Clinical Data Management – process of collection, data cleaning, and management of data in compliance with regulatory standards. At Abiogenesis, our Clinical data management team ensures accuracy and reliability of the clinical trial data in compliance with regulatory standards
Study Setup
At Abiogenesis Clinpharm Study set up includes pivotal activities for effective clinical trial management. It starts with the creation of explanatory Case Report Forms (CRFs) and electronic CRFs for structured collection of trial data. CRFs are then annotated for clarity, and slotted into a robust eCRF build that validate the data entry stages. Our Data Management Plan provides a gist of data handling procedures whereas Database Design & Setup helps in the safe storage and organization of clinical trial data. Data inconsistency is identified and prevented with Edit Check Specifications & Programming to maintain the data quality. We have a configuration of data loading setup and important dictionaries such as MedDRA and WHODDs. And lastly, we seamlessly integrate the IVRS and IWRS systems into the database to manage participants and collect data efficiently.
Study Conduct
We at Abiogenesis Clinpharm conduct clinical trials, taking into consideration all the regulatory guidelines and procedures. Our team of professionals review the data and manage the queries that arise during clinical trials. The data generated during clinical trials is stored in our database and our clinical data management team ensures that medical coding is performed according to the medical dictionaries i.e.

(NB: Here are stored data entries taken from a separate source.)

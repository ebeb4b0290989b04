//! CSV and console output for projected records.

use crate::error::Result;
use crate::projector::{ProjectedRecord, COLUMNS};
use std::io::Write;
use std::path::Path;
use tracing::info;

/// Write records as CSV to `writer`: header row, then one row per record.
///
/// The header is written even when `records` is empty.
pub fn write_csv<W: Write>(writer: W, records: &[ProjectedRecord]) -> Result<usize> {
    let mut wtr = csv::WriterBuilder::new()
        .has_headers(false)
        .from_writer(writer);

    wtr.write_record(COLUMNS)?;
    for record in records {
        wtr.serialize(record)?;
    }

    wtr.flush()?;
    Ok(records.len())
}

/// Save records to a CSV file, replacing any existing file.
pub fn save_csv(path: &Path, records: &[ProjectedRecord]) -> Result<usize> {
    let file = std::fs::File::create(path)?;
    let written = write_csv(file, records)?;
    info!(path = %path.display(), count = written, "Saved CSV");
    Ok(written)
}

/// Write one line per record in `ProjectedRecord`'s display form.
pub fn write_console<W: Write>(mut writer: W, records: &[ProjectedRecord]) -> Result<usize> {
    for record in records {
        writeln!(writer, "{}", record)?;
    }
    writer.flush()?;
    Ok(records.len())
}

/// Export to `path` when given, otherwise print to stdout.
pub fn export(records: &[ProjectedRecord], path: Option<&Path>) -> Result<usize> {
    match path {
        Some(path) => save_csv(path, records),
        None => write_console(std::io::stdout().lock(), records),
    }
}

#[cfg(test)]
mod tests {
    use super::*;
    use tempfile::NamedTempFile;

    fn sample() -> Vec<ProjectedRecord> {
        vec![
            ProjectedRecord {
                pubmed_id: "38000001".to_string(),
                title: "Antibody screening, at scale".to_string(),
                publication_date: "2024 Feb 1".to_string(),
                non_academic_authors: "Doe J, Roe R".to_string(),
                company_affiliations: "Acme Pharma".to_string(),
                corresponding_author_email: "doe@acme.com".to_string(),
            },
            ProjectedRecord {
                pubmed_id: "38000002".to_string(),
                title: "Protein folding".to_string(),
                publication_date: "2023".to_string(),
                ..ProjectedRecord::default()
            },
        ]
    }

    #[test]
    fn test_save_csv_layout() -> Result<()> {
        let temp = NamedTempFile::new()?;
        std::fs::write(temp.path(), "stale content\nmore\nand more\nand more\n")?;

        let written = save_csv(temp.path(), &sample())?;
        assert_eq!(written, 2);

        let content = std::fs::read_to_string(temp.path())?;
        let lines: Vec<&str> = content.lines().collect();
        assert_eq!(lines.len(), 3);
        assert_eq!(
            lines[0],
            "PubmedID,Title,PublicationDate,NonAcademicAuthors,CompanyAffiliations,CorrespondingAuthorEmail"
        );

        let mut reader = csv::Reader::from_path(temp.path())?;
        let rows: Vec<csv::StringRecord> = reader.records().collect::<std::result::Result<_, _>>()?;
        assert_eq!(rows.len(), 2);
        assert_eq!(&rows[0][1], "Antibody screening, at scale");
        assert_eq!(&rows[0][2], "2024 Feb 1");
        assert_eq!(&rows[0][5], "doe@acme.com");
        assert_eq!(&rows[1][1], "Protein folding");
        assert_eq!(&rows[1][5], "");
        Ok(())
    }

    #[test]
    fn test_empty_export_has_header() -> Result<()> {
        let mut buf = Vec::new();
        assert_eq!(write_csv(&mut buf, &[])?, 0);
        let text = String::from_utf8_lossy(&buf);
        assert_eq!(text.lines().count(), 1);
        assert!(text.starts_with("PubmedID,"));
        Ok(())
    }

    #[test]
    fn test_console_lines() -> Result<()> {
        let mut buf = Vec::new();
        assert_eq!(write_console(&mut buf, &sample())?, 2);
        let text = String::from_utf8_lossy(&buf);
        let lines: Vec<&str> = text.lines().collect();
        assert_eq!(lines.len(), 2);
        assert!(lines[0].starts_with("38000001 | Antibody screening, at scale | "));
        Ok(())
    }
}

MedDRA and WHO-DDE. We examine causality of SAE’s to determine the possibility of any adverse event, apart from that we collect data from external sources such as Central Lab, e-Diary, etc. to ensure third party reconciliation. Any post production changes are recorded in our database and customized reports are generated for review and analysis. We maintain confidentiality throughout the data transfer process.
Study Close-Out
Abiogenesis Clinpharm ensures a smooth transition from data collection to data analysis and archiving. Our interim analysis readiness allows us to prepare data for early insights during the clinical trial. We clean and rectify the data to eliminate inconsistencies by conducting a thorough QC in database. We then securely lock the database once all the data is final and has passed rigorous quality control processes to maintain the integrity of collected results. Abiogenesis expertise facilitates a secure and efficient data transfer process using encryption and other security methods to protect the data maintaining data integrity. We also provide archival or decommissioning services to protect your data and maintain compliance with government regulations.

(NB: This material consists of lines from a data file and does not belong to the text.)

//! Projection of raw summary records into the six-column output row.

use crate::classifier::classify;
use crate::error::FetcherError;
use crate::record::{Author, RawRecord};
use serde::Serialize;
use std::collections::HashMap;
use std::fmt;
use tracing::{debug, warn};

/// Output column names, in order
pub const COLUMNS: &[&str] = &[
    "PubmedID",
    "Title",
    "PublicationDate",
    "NonAcademicAuthors",
    "CompanyAffiliations",
    "CorrespondingAuthorEmail",
];

/// One output row
#[derive(Debug, Clone, Default, PartialEq, Eq, Serialize)]
pub struct ProjectedRecord {
    #[serde(rename = "PubmedID")]
    pub pubmed_id: String,
    #[serde(rename = "Title")]
    pub title: String,
    #[serde(rename = "PublicationDate")]
    pub publication_date: String,
    /// Non-academic author names joined with ", "
    #[serde(rename = "NonAcademicAuthors")]
    pub non_academic_authors: String,
    /// Non-academic affiliations joined with ", "
    #[serde(rename = "CompanyAffiliations")]
    pub company_affiliations: String,
    #[serde(rename = "CorrespondingAuthorEmail")]
    pub corresponding_author_email: String,
}

impl fmt::Display for ProjectedRecord {
    fn fmt(&self, f: &mut fmt::Formatter<'_>) -> fmt::Result {
        write!(
            f,
            "{} | {} | {} | {} | {} | {}",
            self.pubmed_id,
            self.title,
            self.publication_date,
            self.non_academic_authors,
            self.company_affiliations,
            self.corresponding_author_email
        )
    }
}

/// Project a single record.
pub fn project(pubmed_id: &str, record: &RawRecord) -> ProjectedRecord {
    let non_academic_authors = record
        .authors
        .iter()
        .filter(|a| is_non_academic_author(a))
        .filter_map(|a| a.name.as_deref())
        .collect::<Vec<_>>()
        .join(", ");

    let company_affiliations = record
        .affiliations
        .iter()
        .map(String::as_str)
        .filter(|aff| !classify(aff).is_academic())
        .collect::<Vec<_>>()
        .join(", ");

    ProjectedRecord {
        pubmed_id: pubmed_id.to_string(),
        title: record.title.clone().unwrap_or_default(),
        publication_date: record.pub_date.clone().unwrap_or_default(),
        non_academic_authors,
        company_affiliations,
        corresponding_author_email: record.corresponding_author_email.clone().unwrap_or_default(),
    }
}

/// Project every ID in order. IDs without a record are skipped.
pub fn project_all(ids: &[String], records: &HashMap<String, RawRecord>) -> Vec<ProjectedRecord> {
    let projected: Vec<ProjectedRecord> = ids
        .iter()
        .filter_map(|id| match records.get(id) {
            Some(record) => Some(project(id, record)),
            None => {
                warn!(error = %FetcherError::MissingRecord(id.clone()), "Skipping record");
                None
            }
        })
        .collect();

    debug!(requested = ids.len(), projected = projected.len(), "Projection complete");
    projected
}

/// An author is judged by affiliation when there is one, otherwise by name.
/// Authors without a name never make it into the output.
fn is_non_academic_author(author: &Author) -> bool {
    match (&author.affiliation, &author.name) {
        (_, None) => false,
        (Some(affiliation), Some(_)) => !classify(affiliation).is_academic(),
        (None, Some(name)) => !classify(name).is_academic(),
    }
}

Clinical Data Management Services
Tools for Clinical Data Management
Our database development team have experience in designing , setup, implementation, maintenance and closure of various data management solutions which are 21 CFR part 11 complaint
Standard Operating Procedures
Our CDM SOPs are tailored to accommodate in handling the complex clinical trial data right from understanding the user specific requirements till the data base lock involving all the stake holders which will empower the team to perform the tasks efficiently without having any delays in the lifecycle management of the CDM process By adhering to these SOPs, Abiogenesis, ensures that clinical trial data is managed with the utmost integrity and reliability
Regulations, guidelines and standards
Regulations are applicable to records in electronic format that are created, modified and maintained, this demands the use of validated system to ensure accuracy, reliability and consistency of data. Electronic-data have to comply with 21 CFR part 11.
Patient Data Privacy
In clinical trial data management, patient data is highly sensitive, so being a CRO it is our prime responsibility to shield the patient’s information and other relevant data related to clinical trials. At Abiogenesis , we make sure we follow all the required regional regulatory compliance to ensure that all patient data is handled with the highest level of security and confidentiality
Risk Identification and Mitigation
Our Clinical data management team takes the initiative right from the beginning to identify risks, assess their impact and develop a comprehensive risk management strategy. Our approach is to implement mitigation strategies for trial success
Our team at Abiogenesis Clinpharm, excels in management of clinical trial data by maintaining data integrity, prioritizing patient safety and adhering to regulatory guidelines. By establishing and implementing SOPs for effective clinical trial data management and using different tools for data management, we ensure validity of clinical trial data throughout the trial process.